The results here demonstrate the applicability of high-resolution, high-dimensional FDM-processing to 4D NMR studies on RNA. These studies represent the first application of the alternative processing techniques to RNA. The severe overlap for many of the resonances in RNAs (e.g., ribose 1H and 13C) makes them a logical target for these methodologies. The ability to acquire high-resolution high-dimensional NMR spectra that correlate multiple nuclei should accelerate resonance assignments in RNA. The HCCH-COSY experiment utilized here represents a favorable case to test the applicability of the FDM-processing algorithm, because it has a high signal-to-noise ratio afforded by the efficient transfer of magnetization through the H5-C5-C6-H6 or H1′-C1′-C2′-H2′ spin systems.
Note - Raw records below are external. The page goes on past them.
//! Fetch collaborator boundary.
//!
//! This module defines **only** the page types and the fetch trait.
//! Pagination policy lives in `paginator.rs`; request spacing in `rate_gate.rs`.
//! Implementations are responsible for transport, authentication and any
//! retry/backoff they want. The core never retries.

use std::fmt;

use async_trait::async_trait;
use lrc_schemas::{Category, RawRecord};
use rust_decimal::Decimal;

// ---------------------------------------------------------------------------
// Cursor / page
// ---------------------------------------------------------------------------

/// Position of the next page to fetch.
///
/// Both conventions are carried so a source can use whichever it needs:
/// `page` is the page index (starting at the source's `first_page`),
/// `offset` is the number of records already received.
#[derive(Debug, Clone, Copy, PartialEq, Eq)]
pub struct PageCursor {
    pub page: u64,
    pub offset: u64,
    pub page_size: usize,
}

/// Explicit pagination metadata some sources return instead of relying on a
/// short final page.
#[derive(Debug, Clone, Copy, PartialEq, Eq)]
pub struct PageMeta {
    pub current: u64,
    pub last: u64,
}

impl PageMeta {
    pub fn is_last(&self) -> bool {
        self.current >= self.last
    }
}

/// One page of raw records in source order.
#[derive(Debug, Clone, Default, PartialEq)]
pub struct Page {
    pub records: Vec<RawRecord>,
    pub meta: Option<PageMeta>,
}

impl Page {
    pub fn new(records: Vec<RawRecord>) -> Self {
        Self {
            records,
            meta: None,
        }
    }

    pub fn with_meta(records: Vec<RawRecord>, current: u64, last: u64) -> Self {
        Self {
            records,
            meta: Some(PageMeta { current, last }),
        }
    }
}

// ---------------------------------------------------------------------------
// Error type
// ---------------------------------------------------------------------------

/// Errors that a [`SourceFetcher`] implementation may return.
#[derive(Debug, Clone, PartialEq, Eq)]
pub enum FetchError {
    /// Network or transport failure.
    Transport(String),
    /// The upstream API returned an application-level error.
    Api { code: Option<i64>, message: String },
    /// A response payload could not be decoded.
    Decode(String),
    /// The fetcher is not configured for the requested account or category.
    Config(String),
}

impl fmt::Display for FetchError {
    fn fmt(&self, f: &mut fmt::Formatter<'_>) -> fmt::Result {
        match self {
            FetchError::Transport(msg) => write!(f, "transport error: {msg}"),
            FetchError::Api {
                code: Some(c),
                message,
            } => write!(f, "source api error code={c}: {message}"),
            FetchError::Api {
                code: None,
                message,
            } => write!(f, "source api error: {message}"),
            FetchError::Decode(msg) => write!(f, "decode error: {msg}"),
            FetchError::Config(msg) => write!(f, "config error: {msg}"),
        }
    }
}

impl std::error::Error for FetchError {}

// ---------------------------------------------------------------------------
// Fetcher trait
// ---------------------------------------------------------------------------

/// Remote source contract.
///
/// Object-safe so callers can hold an `Arc<dyn SourceFetcher>`, and
/// `Send + Sync` so one fetcher can serve concurrent per-account tasks.
#[async_trait]
pub trait SourceFetcher: Send + Sync {
    /// Source name, matching the descriptor that drives it.
    fn name(&self) -> &str;

    /// Fetch a single page. An empty result is `Ok` with no records, never an error.
    async fn fetch_page(
        &self,
        account: &str,
        category: Category,
        cursor: &PageCursor,
    ) -> Result<Page, FetchError>;

    /// Balance the source reports directly for `account`, if it has such an endpoint.
    async fn fetch_balance(&self, account: &str) -> Result<Option<Decimal>, FetchError> {
        let _ = account;
        Ok(None)
    }
}

// ---------------------------------------------------------------------------
// Tests
// ---------------------------------------------------------------------------
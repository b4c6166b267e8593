//! CORS policy for browser clients.
//!
//! Note:
//! - CORS is enforced by browsers; provider webhooks and server-to-server
//!   calls are not restricted by it.
//! - Shares its origin allow-list with the CSP `connect-src` directive.
//!
//! Policy:
//! - Development: permissive (Allow-Origin: *), WITHOUT credentials.
//! - Production: allowlist origins from Config (comma-separated env var),
//!   WITHOUT credentials. An empty allowlist intentionally allows none.

use axum::Router;
use axum::http::{HeaderName, HeaderValue, Method, header};
use tower_http::cors::{AllowOrigin, Any, CorsLayer};

use crate::config::Config;

/// Apply CORS policy to the given Router.
///
/// IMPORTANT:
/// - Do not combine wildcard origin (`Any`) with `allow_credentials(true)`.
pub fn apply(router: Router, config: &Config) -> Router {
    let cors = if config.app_env.is_production() {
        let allowed: Vec<HeaderValue> = config
            .cors_allowed_origins
            .iter()
            .filter_map(|s| HeaderValue::from_str(s).ok())
            .collect();

        let allow_origin = AllowOrigin::predicate(move |origin: &HeaderValue, _req| {
            allowed.iter().any(|v| v == origin)
        });

        CorsLayer::new().allow_origin(allow_origin)
    } else {
        CorsLayer::new().allow_origin(Any)
    }
    .allow_methods([
        Method::GET,
        Method::POST,
        Method::PUT,
        Method::PATCH,
        Method::DELETE,
        Method::OPTIONS,
    ])
    .allow_headers([
        header::AUTHORIZATION,
        header::CONTENT_TYPE,
        header::ACCEPT,
        HeaderName::from_static("x-request-id"),
        HeaderName::from_static("x-csrf-token"),
    ])
    .max_age(std::time::Duration::from_secs(60 * 10));

    router.layer(cors)
}
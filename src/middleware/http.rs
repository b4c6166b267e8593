//! HTTP-level middleware (cross-cutting concerns).
//!
//! Responsibility:
//! - Request-Id generation + propagation (x-request-id); rejection logs and
//!   clients share this trace identifier
//! - Access logging / request tracing (TraceLayer)
//! - Body size limits
//! - Global timeouts
//!
//! Defaults are intentionally conservative for production-ish behavior.

use std::time::Duration;

use axum::Router;
use axum::error_handling::HandleErrorLayer;
use axum::http::{StatusCode, header::HeaderName};
use tower::timeout::TimeoutLayer;
use tower::{BoxError, ServiceBuilder};
use tower_http::limit::RequestBodyLimitLayer;
use tower_http::request_id::{MakeRequestUuid, PropagateRequestIdLayer, SetRequestIdLayer};
use tower_http::trace::TraceLayer;

/// Apply HTTP-level middleware to the given Router.
///
/// Defaults:
/// - Request-Id header: `x-request-id`
/// - Body limit: 1 MiB
/// - Timeout: 30 seconds
pub fn apply(router: Router) -> Router {
    let request_id_header = HeaderName::from_static("x-request-id");

    let layers = ServiceBuilder::new()
        // Make the service error `Infallible` by converting errors into responses.
        .layer(HandleErrorLayer::new(|err: BoxError| async move {
            if err.is::<tower::timeout::error::Elapsed>() {
                StatusCode::REQUEST_TIMEOUT
            } else {
                StatusCode::INTERNAL_SERVER_ERROR
            }
        }))
        // Generate a request id if missing, then propagate it to the response.
        .layer(SetRequestIdLayer::new(
            request_id_header.clone(),
            MakeRequestUuid,
        ))
        .layer(PropagateRequestIdLayer::new(request_id_header))
        // Outcome payloads are small; anything close to this limit is hostile
        // or broken.
        .layer(RequestBodyLimitLayer::new(1024 * 1024))
        // Bound request time (covers slow clients and slow JWKS endpoints).
        .layer(TimeoutLayer::new(Duration::from_secs(30)))
        .layer(TraceLayer::new_for_http());

    router.layer(layers)
}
Analogous to conventional FT processing of NMR data, FDM-processing requires empirical variation of several parameters to obtain optimal spectra. Some of these parameters have non-linear effects on the spectrum and thus incorrect values can lead to huge spectral artifacts (see Fig. 6). This has become less of an issue with recent implementations of the FDM-software because the calculation is split into many windows and a 4D data set can be processed in under 40 min. The results here for the HCCH-COSY experiment on RNA illustrate that the optimal number of data points for an individual dimension will depend on the spectral overlap in that dimension in the full nD spectrum, consistent with the multi-dimensional properties of the FDM. Thus, the effect of the number of data points in a particular indirect dimension on the overall spectrum is usually very different for FDM processing compared to conventional FT processing. Once there are enough data points to provide enough local basis functions to fit the most crowded region of a spectrum, increasing the number of data points (and therefore basis functions) can have a relatively small effect on the spectrum, especially compared to what is observed for FT processing of the same data set. This point needs to be explored for individual applications to make the most efficient use of FDM processing. The results here demonstrate that FDM-processing is very valuable for obtaining high-resolution 4D HCCH-COSY spectra on a medium-sized RNA. It is expected that the methods employed here can be readily applied to other similarly sized RNAs. It will be interesting to test the ability of FDM-processing techniques to produce high-resolution high-dimensional data sets for larger RNAs, which suffer from more severe overlap and will benefit even more from the use of high-dimensional NMR techniques.
This work was supported in part by NIH grants AI33098 (AP), GM68928 (GSA), NSF MCB-0236103 (BB) and MPL was supported in part by an NIH Training Grant T32 GM65103.